== Segment start ==
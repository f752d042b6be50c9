//! Label → search index bindings
//!
//! Parses `index:Label(prop,prop);index:Label` specs into an
//! [`IndexSpecTable`] that the action builder consults for every mutated node.

use bitflags::bitflags;
use indexmap::{IndexMap, IndexSet};
use std::fmt;
use std::str::FromStr;
use std::sync::atomic::{AtomicU8, Ordering};

use crate::error::{Result, SearchSyncError};

/// Document type used for catch-all index operations
pub const CATCH_ALL_TYPE: &str = "node";

const SPEC_SEPARATOR: char = ';';
const NAME_SEPARATOR: char = ':';
const RESERVED_CHARS: [char; 5] = [':', ';', '(', ')', ','];

bitflags! {
  /// Optional top-level fields embedded in every document
  #[derive(Debug, Clone, Copy, PartialEq, Eq)]
  pub struct DocumentFields: u8 {
    const ID = 0b0000_0001;
    const LABELS = 0b0000_0010;
  }
}

/// Binding of one label to one target index
#[derive(Debug, Clone, PartialEq, Eq)]
pub struct IndexSpec {
  index_name: String,
  label: String,
  properties: IndexSet<String>,
}

impl IndexSpec {
  pub fn new<I, S>(index_name: impl Into<String>, label: impl Into<String>, properties: I) -> Self
  where
    I: IntoIterator<Item = S>,
    S: Into<String>,
  {
    Self {
      index_name: index_name.into(),
      label: label.into(),
      properties: properties.into_iter().map(Into::into).collect(),
    }
  }

  pub fn index_name(&self) -> &str {
    &self.index_name
  }

  pub fn label(&self) -> &str {
    &self.label
  }

  /// Declared property subset; empty means every property
  pub fn properties(&self) -> &IndexSet<String> {
    &self.properties
  }

  pub fn indexes_all_properties(&self) -> bool {
    self.properties.is_empty()
  }
}

impl fmt::Display for IndexSpec {
  fn fmt(&self, f: &mut fmt::Formatter<'_>) -> fmt::Result {
    write!(f, "{}:{}", self.index_name, self.label)?;
    if !self.properties.is_empty() {
      let props: Vec<&str> = self.properties.iter().map(String::as_str).collect();
      write!(f, "({})", props.join(","))?;
    }
    Ok(())
  }
}

impl FromStr for IndexSpec {
  type Err = SearchSyncError;

  fn from_str(raw: &str) -> Result<Self> {
    parse_segment(raw.trim())
  }
}

/// Parse a full spec string into label-keyed bindings.
///
/// Labels keep first-declaration order and so do the bindings per label.
pub fn parse_index_spec(raw: &str) -> Result<IndexMap<String, Vec<IndexSpec>>> {
  let mut by_label: IndexMap<String, Vec<IndexSpec>> = IndexMap::new();

  for segment in raw.split(SPEC_SEPARATOR) {
    let segment = segment.trim();
    if segment.is_empty() {
      continue;
    }

    let spec = parse_segment(segment)?;
    let bindings = by_label.entry(spec.label.clone()).or_default();
    if bindings
      .iter()
      .any(|existing| existing.index_name == spec.index_name)
    {
      return Err(SearchSyncError::DuplicateIndexSpec {
        index: spec.index_name,
        label: spec.label,
      });
    }
    bindings.push(spec);
  }

  if by_label.is_empty() {
    return Err(SearchSyncError::InvalidIndexSpec(format!(
      "no index declarations in: {raw:?}"
    )));
  }

  Ok(by_label)
}

fn parse_segment(segment: &str) -> Result<IndexSpec> {
  let (index_name, rest) = segment.split_once(NAME_SEPARATOR).ok_or_else(|| {
    SearchSyncError::InvalidIndexSpec(format!("expected index:Label, got {segment:?}"))
  })?;

  let (label, properties) = match rest.split_once('(') {
    Some((label, tail)) => {
      let inner = tail.strip_suffix(')').ok_or_else(|| {
        SearchSyncError::InvalidIndexSpec(format!("unclosed property list in {segment:?}"))
      })?;
      (label, parse_properties(inner, segment)?)
    }
    None => (rest, IndexSet::new()),
  };

  let index_name = validate_name(index_name, "index", segment)?;
  let label = validate_name(label, "label", segment)?;

  Ok(IndexSpec {
    index_name,
    label,
    properties,
  })
}

fn parse_properties(inner: &str, segment: &str) -> Result<IndexSet<String>> {
  let mut properties = IndexSet::new();
  for prop in inner.split(',') {
    let prop = prop.trim();
    if prop.is_empty() {
      continue;
    }
    if prop.contains(|c: char| c == '(' || c == ')') {
      return Err(SearchSyncError::InvalidIndexSpec(format!(
        "invalid property {prop:?} in {segment:?}"
      )));
    }
    properties.insert(prop.to_string());
  }
  Ok(properties)
}

fn validate_name(raw: &str, component: &'static str, segment: &str) -> Result<String> {
  let name = raw.trim();
  if name.is_empty() {
    return Err(SearchSyncError::InvalidIndexSpec(format!(
      "missing {component} name in {segment:?}"
    )));
  }
  if name
    .chars()
    .any(|c| c.is_whitespace() || RESERVED_CHARS.contains(&c))
  {
    return Err(SearchSyncError::InvalidIndexSpec(format!(
      "invalid {component} name {name:?} in {segment:?}"
    )));
  }
  Ok(name.to_string())
}

/// Process-lifetime index configuration.
///
/// Bindings and the catch-all index are fixed at construction. The document
/// shape flags can be flipped through a shared reference.
#[derive(Debug)]
pub struct IndexSpecTable {
  by_label: IndexMap<String, Vec<IndexSpec>>,
  catch_all_index: Option<String>,
  fields: AtomicU8,
}

impl IndexSpecTable {
  pub fn new(
    by_label: IndexMap<String, Vec<IndexSpec>>,
    catch_all_index: Option<String>,
    fields: DocumentFields,
  ) -> Self {
    Self {
      by_label,
      catch_all_index: catch_all_index.filter(|name| !name.trim().is_empty()),
      fields: AtomicU8::new(fields.bits()),
    }
  }

  /// Parse `raw` and build a table in one step
  pub fn parse(
    raw: &str,
    catch_all_index: Option<&str>,
    include_id_field: bool,
    include_labels_field: bool,
  ) -> Result<Self> {
    let by_label = parse_index_spec(raw)?;
    let mut fields = DocumentFields::empty();
    fields.set(DocumentFields::ID, include_id_field);
    fields.set(DocumentFields::LABELS, include_labels_field);
    Ok(Self::new(
      by_label,
      catch_all_index.map(str::to_string),
      fields,
    ))
  }

  /// Bindings for `label`, empty when the label is not indexed
  pub fn specs_for(&self, label: &str) -> &[IndexSpec] {
    self
      .by_label
      .get(label)
      .map(Vec::as_slice)
      .unwrap_or(&[])
  }

  pub fn is_indexed_label(&self, label: &str) -> bool {
    self.by_label.contains_key(label)
  }

  pub fn indexed_labels(&self) -> impl Iterator<Item = &str> {
    self.by_label.keys().map(String::as_str)
  }

  pub fn specs(&self) -> impl Iterator<Item = &IndexSpec> {
    self.by_label.values().flatten()
  }

  pub fn catch_all_index(&self) -> Option<&str> {
    self.catch_all_index.as_deref()
  }

  pub fn catch_all_type(&self) -> &'static str {
    CATCH_ALL_TYPE
  }

  pub fn document_fields(&self) -> DocumentFields {
    DocumentFields::from_bits_truncate(self.fields.load(Ordering::Acquire))
  }

  pub fn include_id_field(&self) -> bool {
    self.document_fields().contains(DocumentFields::ID)
  }

  pub fn include_labels_field(&self) -> bool {
    self.document_fields().contains(DocumentFields::LABELS)
  }

  pub fn set_include_id_field(&self, include: bool) {
    self.set_field(DocumentFields::ID, include);
  }

  pub fn set_include_labels_field(&self, include: bool) {
    self.set_field(DocumentFields::LABELS, include);
  }

  fn set_field(&self, field: DocumentFields, include: bool) {
    if include {
      self.fields.fetch_or(field.bits(), Ordering::AcqRel);
    } else {
      self.fields.fetch_and(!field.bits(), Ordering::AcqRel);
    }
  }
}
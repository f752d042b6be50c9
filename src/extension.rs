//! Host lifecycle for the search sync handler
//!
//! Parses configuration once, then registers (`init`) or unregisters
//! (`shutdown`) a [`SearchSyncHandler`] with a host. A configuration that does
//! not parse leaves the extension disabled: it logs the problem once and never
//! registers anything.

use parking_lot::Mutex;
use std::sync::Arc;

use crate::config::SearchSyncConfig;
use crate::error::{Result, SearchSyncError};
use crate::handler::{HandlerId, HandlerRegistry, SearchSyncHandler};
use crate::index_spec::IndexSpecTable;
use crate::transport::{HttpTransport, SearchTransport};

#[derive(Debug)]
struct Registration {
  id: HandlerId,
  handler: Arc<SearchSyncHandler>,
}

#[derive(Debug)]
pub struct SearchSyncExtension {
  config: SearchSyncConfig,
  table: Option<Arc<IndexSpecTable>>,
  registration: Mutex<Option<Registration>>,
}

impl SearchSyncExtension {
  pub fn new(config: SearchSyncConfig) -> Self {
    let table = match Self::build_table(&config) {
      Ok(table) => {
        tracing::info!(
          host = %config.host_name,
          index_spec = %config.index_spec,
          index_all = config.catch_all_index().unwrap_or(""),
          "search sync configured"
        );
        Some(Arc::new(table))
      }
      Err(error) => {
        tracing::error!(
          error = %error,
          index_spec = %config.index_spec,
          "search sync disabled"
        );
        None
      }
    };

    Self {
      config,
      table,
      registration: Mutex::new(None),
    }
  }

  fn build_table(config: &SearchSyncConfig) -> Result<IndexSpecTable> {
    config.validate()?;
    IndexSpecTable::parse(
      &config.index_spec,
      config.catch_all_index(),
      config.include_id_field,
      config.include_labels_field,
    )
  }

  pub fn config(&self) -> &SearchSyncConfig {
    &self.config
  }

  /// False when configuration failed to parse
  pub fn is_enabled(&self) -> bool {
    self.table.is_some()
  }

  pub fn is_registered(&self) -> bool {
    self.registration.lock().is_some()
  }

  pub fn table(&self) -> Option<&Arc<IndexSpecTable>> {
    self.table.as_ref()
  }

  /// The registered handler, if any
  pub fn handler(&self) -> Option<Arc<SearchSyncHandler>> {
    self
      .registration
      .lock()
      .as_ref()
      .map(|registration| registration.handler.clone())
  }

  /// Register with `registry` using an HTTP transport built from config.
  ///
  /// Returns `Ok(false)` without touching the registry when disabled.
  pub fn init(&self, registry: &dyn HandlerRegistry) -> Result<bool> {
    if !self.is_enabled() {
      return Ok(false);
    }
    let transport = HttpTransport::from_config(&self.config)?;
    self.init_with_transport(registry, Arc::new(transport))
  }

  /// Register with `registry`, shipping bulk requests through `transport`
  pub fn init_with_transport(
    &self,
    registry: &dyn HandlerRegistry,
    transport: Arc<dyn SearchTransport>,
  ) -> Result<bool> {
    let Some(table) = self.table.clone() else {
      return Ok(false);
    };

    let mut registration = self.registration.lock();
    if registration.is_some() {
      return Err(SearchSyncError::AlreadyRegistered);
    }

    let handler = Arc::new(SearchSyncHandler::new(table, transport, self.config.mode()));
    let id = registry.register_handler(handler.clone());
    tracing::info!(
      handler = %id,
      host = %self.config.host_name,
      mode = %self.config.mode(),
      "search sync handler registered"
    );
    *registration = Some(Registration { id, handler });
    Ok(true)
  }

  /// Unregister and release the transport. Returns false if not registered.
  pub fn shutdown(&self, registry: &dyn HandlerRegistry) -> bool {
    let Some(registration) = self.registration.lock().take() else {
      return false;
    };

    if !registry.unregister_handler(registration.id) {
      tracing::warn!(handler = %registration.id, "handler was already unregistered");
    }
    registration.handler.dispatcher().transport().shutdown();
    tracing::info!(handler = %registration.id, "search sync handler unregistered");
    true
  }
}

#[cfg(test)]
mod tests {
  use super::*;
  use crate::graph::MemoryGraph;
  use crate::transport::MemoryTransport;

  #[test]
  fn invalid_spec_disables_extension() {
    let graph = MemoryGraph::new();
    let extension = SearchSyncExtension::new(SearchSyncConfig::new(
      "http://localhost:9200",
      "idx:Person;idx:Person",
    ));
    assert!(!extension.is_enabled());
    assert!(!extension.init(&graph).expect("init"));
    assert!(!extension.is_registered());
  }

  #[test]
  fn registers_once_and_shuts_down() {
    let graph = MemoryGraph::new();
    let extension = SearchSyncExtension::new(
      SearchSyncConfig::new("http://localhost:9200", "idx:Person").index_all("all"),
    );
    let transport = Arc::new(MemoryTransport::new());

    assert!(extension
      .init_with_transport(&graph, transport.clone())
      .expect("init"));
    assert!(matches!(
      extension.init_with_transport(&graph, transport.clone()),
      Err(SearchSyncError::AlreadyRegistered)
    ));
    assert_eq!(
      extension.table().and_then(|table| table.catch_all_index()),
      Some("all")
    );

    assert!(extension.shutdown(&graph));
    assert!(!extension.shutdown(&graph));
    assert!(extension.handler().is_none());
  }
}
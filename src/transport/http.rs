//! Elasticsearch-compatible HTTP `_bulk` transport.

use parking_lot::Mutex;
use std::io::Read;
use std::time::Duration;
use tokio::runtime::{Builder, Runtime};

use super::{BulkCompletion, SearchTransport};
use crate::bulk::{decode_bulk_response, BulkRequest, BulkResponse, BULK_CONTENT_TYPE};
use crate::config::SearchSyncConfig;
use crate::error::{Result, SearchSyncError};

/// HTTP transport options
#[derive(Debug, Clone)]
pub struct HttpTransportOptions {
  /// Socket read timeout per request
  pub read_timeout: Duration,
  /// Emit `_type` in bulk action lines
  pub include_type: bool,
  /// Runtime worker threads for asynchronous submissions
  pub worker_threads: usize,
}

impl Default for HttpTransportOptions {
  fn default() -> Self {
    Self {
      read_timeout: Duration::from_secs(60),
      include_type: true,
      worker_threads: 2,
    }
  }
}

/// Posts NDJSON bulk bodies to `{host}/_bulk`.
///
/// Synchronous calls run on the caller's thread. Asynchronous calls run on a
/// runtime owned by the transport, which lives until [`SearchTransport::shutdown`].
#[derive(Debug)]
pub struct HttpTransport {
  bulk_url: String,
  agent: ureq::Agent,
  include_type: bool,
  runtime: Mutex<Option<Runtime>>,
}

impl HttpTransport {
  pub fn new(host: &str, options: HttpTransportOptions) -> Result<Self> {
    let host = host.trim().trim_end_matches('/');
    if !(host.starts_with("http://") || host.starts_with("https://")) {
      return Err(SearchSyncError::InvalidConfig(format!(
        "search host must be an http(s) URL: {host:?}"
      )));
    }

    let agent = ureq::AgentBuilder::new()
      .timeout_read(options.read_timeout)
      .build();
    let runtime = Builder::new_multi_thread()
      .worker_threads(options.worker_threads.max(1))
      .thread_name("kitedb-search-bulk")
      .enable_time()
      .build()?;

    Ok(Self {
      bulk_url: format!("{host}/_bulk"),
      agent,
      include_type: options.include_type,
      runtime: Mutex::new(Some(runtime)),
    })
  }

  pub fn from_config(config: &SearchSyncConfig) -> Result<Self> {
    Self::new(
      &config.host_name,
      HttpTransportOptions {
        read_timeout: Duration::from_millis(config.read_timeout_ms),
        include_type: config.include_type,
        ..HttpTransportOptions::default()
      },
    )
  }

  pub fn bulk_url(&self) -> &str {
    &self.bulk_url
  }
}

impl SearchTransport for HttpTransport {
  fn execute(&self, request: &BulkRequest) -> Result<BulkResponse> {
    let body = request.to_ndjson(self.include_type)?;
    post_bulk(&self.agent, &self.bulk_url, &body)
  }

  fn execute_async(&self, request: BulkRequest, on_complete: BulkCompletion) {
    let body = match request.to_ndjson(self.include_type) {
      Ok(body) => body,
      Err(error) => {
        on_complete(Err(error));
        return;
      }
    };

    let runtime = self.runtime.lock();
    match runtime.as_ref() {
      Some(runtime) => {
        let agent = self.agent.clone();
        let url = self.bulk_url.clone();
        runtime.spawn_blocking(move || on_complete(post_bulk(&agent, &url, &body)));
      }
      None => on_complete(Err(SearchSyncError::Transport(
        "transport is shut down".to_string(),
      ))),
    }
  }

  fn shutdown(&self) {
    if let Some(runtime) = self.runtime.lock().take() {
      runtime.shutdown_background();
    }
  }
}

fn post_bulk(agent: &ureq::Agent, url: &str, body: &str) -> Result<BulkResponse> {
  match agent
    .post(url)
    .set("Content-Type", BULK_CONTENT_TYPE)
    .send_string(body)
  {
    Ok(response) => {
      // `into_string` caps bodies at 10 MB; large bulk answers must still decode.
      let mut body = Vec::new();
      response.into_reader().read_to_end(&mut body)?;
      decode_bulk_response(&body)
    }
    Err(ureq::Error::Status(status, response)) => Err(SearchSyncError::TransportStatus {
      status,
      body: response.into_string().unwrap_or_default(),
    }),
    Err(ureq::Error::Transport(transport)) => Err(SearchSyncError::Transport(transport.to_string())),
  }
}
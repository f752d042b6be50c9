//! In-memory graph with transaction hooks
//!
//! A minimal host for the search sync engine: node creation/deletion, labels
//! and properties inside explicit transactions, with registered
//! [`TransactionEventHandler`]s called around each commit.

use indexmap::{IndexMap, IndexSet};
use parking_lot::{Mutex, RwLock};
use std::collections::HashMap;
use std::sync::atomic::{AtomicU64, Ordering};
use std::sync::Arc;

use crate::error::{Result, SearchSyncError};
use crate::handler::{HandlerId, HandlerRegistry, TransactionEventHandler};
use crate::snapshot::{LabelEntry, MutationSnapshot, PropertyEntry};
use crate::types::{NodeId, NodeRecord, PropValue};

type RegisteredHandler = (HandlerId, Arc<dyn TransactionEventHandler>);

#[derive(Default)]
pub struct MemoryGraph {
  nodes: RwLock<HashMap<NodeId, NodeRecord>>,
  next_node_id: AtomicU64,
  next_handler_id: AtomicU64,
  handlers: RwLock<Vec<RegisteredHandler>>,
  commit_lock: Mutex<()>,
}

impl std::fmt::Debug for MemoryGraph {
  fn fmt(&self, f: &mut std::fmt::Formatter<'_>) -> std::fmt::Result {
    f.debug_struct("MemoryGraph")
      .field("nodes", &self.nodes.read().len())
      .field("handlers", &self.handlers.read().len())
      .finish()
  }
}

impl MemoryGraph {
  pub fn new() -> Self {
    Self::default()
  }

  /// Begin a write transaction
  pub fn begin(&self) -> GraphTx<'_> {
    GraphTx {
      graph: self,
      pending: PendingDelta::default(),
    }
  }

  /// Committed state of a node
  pub fn node(&self, node_id: NodeId) -> Option<NodeRecord> {
    self.nodes.read().get(&node_id).cloned()
  }

  pub fn node_count(&self) -> usize {
    self.nodes.read().len()
  }

  fn alloc_node_id(&self) -> NodeId {
    self.next_node_id.fetch_add(1, Ordering::SeqCst)
  }

  fn committed_prop(&self, node_id: NodeId, key: &str) -> Option<PropValue> {
    self
      .nodes
      .read()
      .get(&node_id)
      .and_then(|node| node.prop(key).cloned())
  }
}

impl HandlerRegistry for MemoryGraph {
  fn register_handler(&self, handler: Arc<dyn TransactionEventHandler>) -> HandlerId {
    let id = HandlerId(self.next_handler_id.fetch_add(1, Ordering::SeqCst));
    self.handlers.write().push((id, handler));
    id
  }

  fn unregister_handler(&self, id: HandlerId) -> bool {
    let mut handlers = self.handlers.write();
    let before = handlers.len();
    handlers.retain(|(registered, _)| *registered != id);
    handlers.len() != before
  }
}

/// Net changes of one transaction relative to committed state
#[derive(Debug, Default)]
struct PendingDelta {
  /// Working copies of every live node the transaction touched
  touched: HashMap<NodeId, NodeRecord>,
  created: IndexSet<NodeId>,
  /// State of each deleted node just before deletion
  deleted: IndexMap<NodeId, NodeRecord>,
  labels_added: IndexSet<(NodeId, String)>,
  labels_deleted: IndexSet<(NodeId, String)>,
  props_set: IndexMap<(NodeId, String), PropValue>,
  props_deleted: IndexSet<(NodeId, String)>,
}

/// Write transaction. Dropping it without [`GraphTx::commit`] rolls back.
pub struct GraphTx<'g> {
  graph: &'g MemoryGraph,
  pending: PendingDelta,
}

impl<'g> GraphTx<'g> {
  // ========================================================================
  // Node Operations
  // ========================================================================

  /// Create a node carrying `labels`
  pub fn create_node(&mut self, labels: &[&str]) -> NodeId {
    let node_id = self.graph.alloc_node_id();
    self.pending.created.insert(node_id);
    self.pending.touched.insert(node_id, NodeRecord::new(node_id));
    for label in labels {
      self.pending.labels_added.insert((node_id, label.to_string()));
      if let Some(node) = self.pending.touched.get_mut(&node_id) {
        node.add_label(*label);
      }
    }
    node_id
  }

  /// Delete a node, removing its labels and properties first
  pub fn delete_node(&mut self, node_id: NodeId) -> Result<()> {
    let node = self.working(node_id)?.clone();
    for label in &node.labels {
      self.remove_label(node_id, label)?;
    }
    for key in node.props.keys() {
      self.remove_property(node_id, key)?;
    }

    self.pending.touched.remove(&node_id);
    if !self.pending.created.shift_remove(&node_id) {
      self.pending.deleted.insert(node_id, node);
    }
    Ok(())
  }

  /// Current state of a node as seen by this transaction
  pub fn node(&self, node_id: NodeId) -> Option<NodeRecord> {
    if self.pending.deleted.contains_key(&node_id) {
      return None;
    }
    match self.pending.touched.get(&node_id) {
      Some(node) => Some(node.clone()),
      None => self.graph.node(node_id),
    }
  }

  // ========================================================================
  // Labels
  // ========================================================================

  pub fn add_label(&mut self, node_id: NodeId, label: &str) -> Result<()> {
    if !self.working(node_id)?.add_label(label) {
      return Ok(());
    }
    let key = (node_id, label.to_string());
    if !self.pending.labels_deleted.shift_remove(&key) {
      self.pending.labels_added.insert(key);
    }
    Ok(())
  }

  pub fn remove_label(&mut self, node_id: NodeId, label: &str) -> Result<()> {
    if !self.working(node_id)?.remove_label(label) {
      return Ok(());
    }
    let key = (node_id, label.to_string());
    if !self.pending.labels_added.shift_remove(&key) {
      self.pending.labels_deleted.insert(key);
    }
    Ok(())
  }

  // ========================================================================
  // Properties
  // ========================================================================

  pub fn set_property(
    &mut self,
    node_id: NodeId,
    key: &str,
    value: impl Into<PropValue>,
  ) -> Result<()> {
    let value = value.into();
    self
      .working(node_id)?
      .props
      .insert(key.to_string(), value.clone());
    let key = (node_id, key.to_string());
    self.pending.props_deleted.shift_remove(&key);
    self.pending.props_set.insert(key, value);
    Ok(())
  }

  pub fn remove_property(&mut self, node_id: NodeId, key: &str) -> Result<()> {
    if self.working(node_id)?.props.shift_remove(key).is_none() {
      return Ok(());
    }
    let entry_key = (node_id, key.to_string());
    self.pending.props_set.shift_remove(&entry_key);
    if self.graph.committed_prop(node_id, key).is_some() {
      self.pending.props_deleted.insert(entry_key);
    }
    Ok(())
  }

  // ========================================================================
  // Commit / Rollback
  // ========================================================================

  /// Commit: run `before_commit` hooks, apply, then run `after_commit` hooks
  pub fn commit(mut self) {
    let graph = self.graph;
    let handlers: Vec<RegisteredHandler> = graph.handlers.read().clone();

    let after_commit = {
      // Serialize commits so hooks observe a stable committed state.
      let _commit_guard = graph.commit_lock.lock();
      self.rebase();
      let snapshot = self.snapshot();
      let staged: Vec<_> = handlers
        .iter()
        .map(|(_, handler)| (handler.clone(), handler.before_commit(&snapshot)))
        .collect();

      let PendingDelta {
        touched, deleted, ..
      } = self.pending;
      let mut nodes = graph.nodes.write();
      for (node_id, node) in touched {
        nodes.insert(node_id, node);
      }
      for node_id in deleted.keys() {
        nodes.remove(node_id);
      }
      staged
    };

    for (handler, operations) in after_commit {
      handler.after_commit(operations);
    }
  }

  /// Discard every pending change. Hooks are not invoked.
  pub fn rollback(self) {}

  /// Snapshot of the net changes made so far
  pub fn snapshot(&self) -> MutationSnapshot {
    let pending = &self.pending;
    let mut snapshot = MutationSnapshot::new();

    for node in pending.touched.values() {
      snapshot.put_node(node.clone());
    }
    for (&node_id, node) in &pending.deleted {
      snapshot.put_node(node.clone());
      snapshot.mark_deleted(node_id);
    }
    for &node_id in &pending.created {
      snapshot.push_created(node_id);
    }
    for (node, label) in &pending.labels_added {
      snapshot.push_assigned_label(LabelEntry {
        node: *node,
        label: label.clone(),
      });
    }
    for (node, label) in &pending.labels_deleted {
      snapshot.push_removed_label(LabelEntry {
        node: *node,
        label: label.clone(),
      });
    }
    for ((node, key), value) in &pending.props_set {
      snapshot.push_assigned_prop(PropertyEntry {
        node: *node,
        key: key.clone(),
        value: Some(value.clone()),
        previous: self.graph.committed_prop(*node, key),
      });
    }
    for (node, key) in &pending.props_deleted {
      snapshot.push_removed_prop(PropertyEntry {
        node: *node,
        key: key.clone(),
        value: None,
        previous: self.graph.committed_prop(*node, key),
      });
    }
    snapshot
  }

  /// Replay the net changes onto the latest committed state, so commits that
  /// landed since this transaction first touched a node are kept.
  fn rebase(&mut self) {
    let graph = self.graph;
    let nodes = graph.nodes.read();
    let pending = &mut self.pending;
    let mut vanished = Vec::new();

    for (node_id, working) in pending.touched.iter_mut() {
      if pending.created.contains(node_id) {
        continue;
      }
      match nodes.get(node_id) {
        Some(current) => *working = current.clone(),
        None => vanished.push(*node_id),
      }
    }
    for (node_id, before) in pending.deleted.iter_mut() {
      match nodes.get(node_id) {
        Some(current) => {
          for label in &current.labels {
            pending.labels_deleted.insert((*node_id, label.clone()));
          }
          for key in current.props.keys() {
            pending.props_deleted.insert((*node_id, key.clone()));
          }
          *before = current.clone();
        }
        None => vanished.push(*node_id),
      }
    }
    drop(nodes);

    // Deleted by a concurrent commit: nothing left to change or mirror.
    if !vanished.is_empty() {
      for node_id in &vanished {
        pending.touched.remove(node_id);
        pending.deleted.shift_remove(node_id);
      }
      pending.labels_added.retain(|(node, _)| !vanished.contains(node));
      pending.labels_deleted.retain(|(node, _)| !vanished.contains(node));
      pending.props_set.retain(|(node, _), _| !vanished.contains(node));
      pending.props_deleted.retain(|(node, _)| !vanished.contains(node));
    }

    for (node_id, label) in &pending.labels_deleted {
      if let Some(working) = pending.touched.get_mut(node_id) {
        working.remove_label(label);
      }
    }
    for (node_id, label) in &pending.labels_added {
      if let Some(working) = pending.touched.get_mut(node_id) {
        working.add_label(label.as_str());
      }
    }
    for (node_id, key) in &pending.props_deleted {
      if let Some(working) = pending.touched.get_mut(node_id) {
        working.props.shift_remove(key);
      }
    }
    for ((node_id, key), value) in &pending.props_set {
      if let Some(working) = pending.touched.get_mut(node_id) {
        working.props.insert(key.clone(), value.clone());
      }
    }
  }

  fn working(&mut self, node_id: NodeId) -> Result<&mut NodeRecord> {
    if self.pending.deleted.contains_key(&node_id) {
      return Err(SearchSyncError::NodeNotFound(node_id));
    }
    if !self.pending.touched.contains_key(&node_id) {
      let committed = self
        .graph
        .node(node_id)
        .ok_or(SearchSyncError::NodeNotFound(node_id))?;
      self.pending.touched.insert(node_id, committed);
    }
    self
      .pending
      .touched
      .get_mut(&node_id)
      .ok_or(SearchSyncError::NodeNotFound(node_id))
  }
}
== Segment end ==
Restate the data verbatim through the "const ID = 0b0000_0001;" line.

repository f752d042b6be50c9
//! Label → search index bindings
//!
//! Parses `index:Label(prop,prop);index:Label` specs into an
//! [`IndexSpecTable`] that the action builder consults for every mutated node.

use bitflags::bitflags;
use indexmap::{IndexMap, IndexSet};
use std::fmt;
use std::str::FromStr;
use std::sync::atomic::{AtomicU8, Ordering};

use crate::error::{Result, SearchSyncError};

/// Document type used for catch-all index operations
pub const CATCH_ALL_TYPE: &str = "node";

const SPEC_SEPARATOR: char = ';';
const NAME_SEPARATOR: char = ':';
const RESERVED_CHARS: [char; 5] = [':', ';', '(', ')', ','];

bitflags! {
  /// Optional top-level fields embedded in every document
  #[derive(Debug, Clone, Copy, PartialEq, Eq)]
  pub struct DocumentFields: u8 {
    const ID = 0b0000_0001;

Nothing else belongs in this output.